The DAE has set a target to produce 21.7 million tonnes of Boro rice from 4.9776 million hectares of land this year. Boro is the main crop that contributes 55 percent of the overall rice supply in the country.
Agriculture Minister Dr. Muhammad Abdur Razzaque recently said the increase in electricity prices would have some impact on agriculture. He added that if crops did not receive adequate irrigation, production would decrease, and farmers' income would suffer.
The government has increased the retail electricity price three times since January this year, with the highest retail tariff hike of 5.11 percent coming under the category of irrigation/pumps used in agriculture on January 12, followed by a 2.61 percent hike on January 30 and a 5.08 percent hike on February 28.
On August 5 last year, the government implemented the largest-ever hike in the price of fuel oil in the country. The retail prices of diesel and kerosene increased to Tk 114 per liter, up by 42.5 percent from Tk 80 per liter. The government later reduced the diesel and kerosene prices to Tk 109 per liter, which still represented a hike of 36.25 percent.
The increase in energy prices will raise the cost of rice production and have a negative impact on food production.

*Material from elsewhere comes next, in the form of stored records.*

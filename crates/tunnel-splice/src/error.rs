// Copyright 2024-2026 Farlight Networks, LLC
//
// Licensed under the Apache License, Version 2.0 (the "License");
// you may not use this file except in compliance with the License.
// You may obtain a copy of the License at
//
//     http://www.apache.org/licenses/LICENSE-2.0
//
// Unless required by applicable law or agreed to in writing, software
// distributed under the License is distributed on an "AS IS" BASIS,
// WITHOUT WARRANTIES OR CONDITIONS OF ANY KIND, either express or implied.
// See the License for the specific language governing permissions and
// limitations under the License.

//! Error types surfaced at the brokerage boundary.

use thiserror::Error;
use tunnel_splice_wire::{ConnId, SessionId};

/// Errors that can occur during brokerage operations.
///
/// The core never retries: every error here reports a condition the caller
/// must react to, usually by closing the stream that triggered it.
#[derive(Debug, Error)]
pub enum Error {
    /// No session registered under the given id.
    #[error("session not found: {0}")]
    NotFound(SessionId),

    /// A rendezvous is already pending for this connection in this session.
    #[error("connection {0} is already awaiting rendezvous")]
    AlreadyExists(ConnId),

    /// The session terminated before the operation completed.
    #[error("session cancelled")]
    Cancelled,

    /// The rendezvous window elapsed.
    #[error("timeout while establishing bidirectional pipe")]
    DeadlineExceeded,

    /// Underlying stream read or write failure.
    #[error("transport error: {0}")]
    Transport(#[source] Box<dyn std::error::Error + Send + Sync>),

    /// Invariant violation; reported verbatim.
    #[error("internal error: {0}")]
    Internal(String),

    /// Configuration error.
    #[error("configuration error: {0}")]
    Config(#[from] crate::config::ConfigError),
}

impl Error {
    /// Creates a transport error from any error type.
    pub fn transport<E>(error: E) -> Self
    where
        E: std::error::Error + Send + Sync + 'static,
    {
        Self::Transport(Box::new(error))
    }

    /// Creates an internal invariant-violation error.
    pub fn internal(message: impl Into<String>) -> Self {
        Self::Internal(message.into())
    }
}

#[cfg(test)]
mod tests {
    use super::*;

    #[test]
    fn error_display() {
        let err = Error::NotFound(SessionId::from("client-1"));
        assert_eq!(err.to_string(), "session not found: client-1");

        let err = Error::AlreadyExists(ConnId::new(vec![0xab]));
        assert!(err.to_string().contains("ab"));

        let err = Error::transport(std::io::Error::new(
            std::io::ErrorKind::BrokenPipe,
            "pipe broke",
        ));
        assert!(err.to_string().contains("pipe broke"));
    }
}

Pump operators have reported that irrigation costs are increasing due to the rise in energy prices, as well as maintenance expenditures.
In the last Boro season, the cost of irrigation was Tk 1,200 per bigha, but it has increased to Tk 1,600 per bigha this year.
Boro crops rely heavily on irrigation, and 53,78,520 hectares of land are under an irrigation pump across the country.
According to data from the Power Division, there are approximately 16,89,863 irrigation pumps in the country as of 2022, of which 4,72,074 are electric-powered and 12,17,789 are diesel-run irrigation pumps. The number of electric-run irrigation pumps is expected to increase by 4,81894 in 2023, and the demand for electricity is expected to rise by 2523 megawatts this year.
Many farmers claim that the cost of irrigation, seeds, fertilizers, and labor is much higher this year than last year.
Suruz Molla, a farmer from Kushtia, stated that the main energy sources for the irrigation system, electricity and diesel, have increased manifold, as have the prices of seeds, fertilizers, and pesticides.
They have to spend an additional Tk 4,000 per bigha for the additional input cost of Boro production this year. The cost of seeds has increased from Tk 200 to Tk 350 per kg, land preparation costs have gone up from Tk 900 to Tk 1,300, fertiliser costs have increased from Tk 2,000 to Tk 3,500, pesticide costs have risen from Tk 600 to Tk 1,000, rice planting costs have increased from Tk 1,000 to Tk 1,500, and rice harvesting and threshing costs have increased from Tk 3,000 to Tk 4,000.
As a result of these increased expenses, the production cost per bigha of land has risen from Tk 14,900 in the last season to Tk 19,450 this season.